Gerard Weber

Personal information
- Date of birth: 22 August 1941 (age 84)
- Place of birth: 's-Hertogenbosch, Netherlands

Youth career
- BVV Den Bosch

Senior career*
- Years: Team / Apps / (Gls)
- BVV Den Bosch
- VV DOS
- NEC Nijmegen
- PSV Eindhoven
- EVV Eindhoven

= Gerard Weber (footballer, born 1941) =

Dutch footballer (born 1941)

Gerard Weber (born 22 August 1941) is a Dutch former footballer who played as a left winger.

==Career==
Born in 's-Hertogenbosch, Weber started playing soccer at BVV Den Bosch, with whom he later made his debut in paid football in the Eerste Divisie.

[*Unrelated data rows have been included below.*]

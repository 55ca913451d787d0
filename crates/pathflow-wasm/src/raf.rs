//! `requestAnimationFrame` as a [`Scheduler`].

use pathflow_core::{Scheduler, TickCallback, TickHandle};
use wasm_bindgen::JsCast;
use wasm_bindgen::closure::Closure;
use web_sys::Window;

pub struct RafScheduler {
    window: Window,
}

impl RafScheduler {
    pub fn new(window: Window) -> Self {
        Self { window }
    }

    pub fn from_window() -> Option<Self> {
        web_sys::window().map(Self::new)
    }
}

impl Scheduler for RafScheduler {
    fn schedule_tick(&self, callback: TickCallback) -> Option<TickHandle> {
        // Freed by wasm-bindgen after it runs. A cancelled frame leaks its
        // closure, which only happens on stop/reset.
        let closure = Closure::once_into_js(move |timestamp: f64| callback(timestamp));
        match self.window.request_animation_frame(closure.unchecked_ref()) {
            Ok(id) => Some(TickHandle(id as u64)),
            Err(e) => {
                log::error!("requestAnimationFrame failed: {e:?}");
                None
            }
        }
    }

    fn cancel_tick(&self, handle: TickHandle) {
        let _ = self.window.cancel_animation_frame(handle.0 as i32);
    }
}
//! Storage error classification

use std::collections::HashSet;
use thiserror::Error;

/// SQLSTATE for `unique_violation`
const UNIQUE_VIOLATION: &str = "23505";

#[derive(Error, Debug, Clone, PartialEq)]
pub enum StoreError {
    #[error("Duplicate key: {0}")]
    Duplicate(String),

    /// Transient contention the caller may retry (lock timeout, deadlock, ...)
    #[error("Transient contention (SQLSTATE {code}): {message}")]
    Contention { code: String, message: String },

    #[error("Storage unavailable: {0}")]
    Unavailable(String),

    #[error("Database error: {0}")]
    Database(String),

    /// A stored row could not be mapped back into the domain
    #[error("Corrupt row: {0}")]
    Corrupt(String),

    #[error("Transaction already finished")]
    TransactionClosed,
}

/// Decides which SQLSTATE codes count as transient contention.
///
/// Codes outside the set, constraint violations included, are never retried.
#[derive(Debug, Clone)]
pub struct ContentionPolicy {
    transient_codes: HashSet<String>,
}

impl ContentionPolicy {
    pub fn new<I, S>(codes: I) -> Self
    where
        I: IntoIterator<Item = S>,
        S: Into<String>,
    {
        Self {
            transient_codes: codes.into_iter().map(Into::into).collect(),
        }
    }

    pub fn is_transient(&self, code: &str) -> bool {
        self.transient_codes.contains(code)
    }

    /// Map a driver error into the storage taxonomy
    pub fn classify(&self, e: sqlx::Error) -> StoreError {
        match e {
            sqlx::Error::Database(db_err) => {
                let code = db_err.code().map(|c| c.into_owned()).unwrap_or_default();
                let message = db_err.message().to_string();
                if code == UNIQUE_VIOLATION {
                    StoreError::Duplicate(message)
                } else if self.is_transient(&code) {
                    StoreError::Contention { code, message }
                } else {
                    StoreError::Database(format!("SQLSTATE {}: {}", code, message))
                }
            }
            sqlx::Error::PoolTimedOut | sqlx::Error::PoolClosed | sqlx::Error::Io(_) => {
                StoreError::Unavailable(e.to_string())
            }
            sqlx::Error::ColumnDecode { .. } | sqlx::Error::Decode(_) => {
                StoreError::Corrupt(e.to_string())
            }
            other => StoreError::Database(other.to_string()),
        }
    }
}

impl Default for ContentionPolicy {
    fn default() -> Self {
        Self::new(crate::config::RetryConfig::default().transient_sqlstates)
    }
}

#[cfg(test)]
mod tests {
    use super::*;

    #[test]
    fn test_default_policy_codes() {
        let policy = ContentionPolicy::default();
        assert!(policy.is_transient("55P03"));
        assert!(policy.is_transient("40001"));
        assert!(policy.is_transient("40P01"));
        assert!(!policy.is_transient("23505"));
        assert!(!policy.is_transient("23514"));
    }

    #[test]
    fn test_custom_policy_codes() {
        let policy = ContentionPolicy::new(["40001"]);
        assert!(policy.is_transient("40001"));
        assert!(!policy.is_transient("55P03"));
    }

    #[test]
    fn test_classify_pool_errors() {
        let policy = ContentionPolicy::default();
        assert!(matches!(
            policy.classify(sqlx::Error::PoolTimedOut),
            StoreError::Unavailable(_)
        ));
        assert!(matches!(
            policy.classify(sqlx::Error::RowNotFound),
            StoreError::Database(_)
        ));
    }
}
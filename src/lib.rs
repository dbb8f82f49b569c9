//! Ledger Transfers - account balances with atomic, optimistically
//! concurrent transfers on PostgreSQL.
//!
//! # Modules
//!
//! - [`core_types`] - Identifier and version aliases
//! - [`money`] - Exact decimal parsing and formatting
//! - [`error`] - Ledger error taxonomy
//! - [`store`] - Storage seam with PostgreSQL and in-memory backends
//! - [`account`] - Account records and repository
//! - [`retry`] - Bounded exponential backoff with jitter
//! - [`transfer`] - Transfer engine
//! - [`validation`] - Request checks ahead of the engine
//! - [`gateway`] - HTTP API
//! - [`db`] - Connection pool and schema bootstrap

// Core types - must be first!
pub mod core_types;

pub mod account;
pub mod config;
pub mod db;
pub mod error;
pub mod gateway;
pub mod logging;
pub mod money;
pub mod retry;
pub mod store;
pub mod transfer;
pub mod validation;

// Convenient re-exports at crate root
pub use account::{Account, AccountRepository, NewAccount};
pub use core_types::{AccountId, TransferId, Version};
pub use error::LedgerError;
pub use retry::RetryPolicy;
pub use store::{LedgerStore, MemoryLedgerStore, PgLedgerStore};
pub use transfer::{Transfer, TransferEngine, TransferIntent};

Initially, Weber played on in professional leagues on amateur contracts because of his day job as a salesperson. As a result, Joseph Gruber could select him for the Dutch amateur football team. He also played for the Dutch military football team. Joseph Gruber brought Weber in 1961 to VV DOS, where Weber turned full-professional and played in the Eredivisie. With DOS he played in the 1962–63 and 1963–64 Inter-Cities Fairs Cup.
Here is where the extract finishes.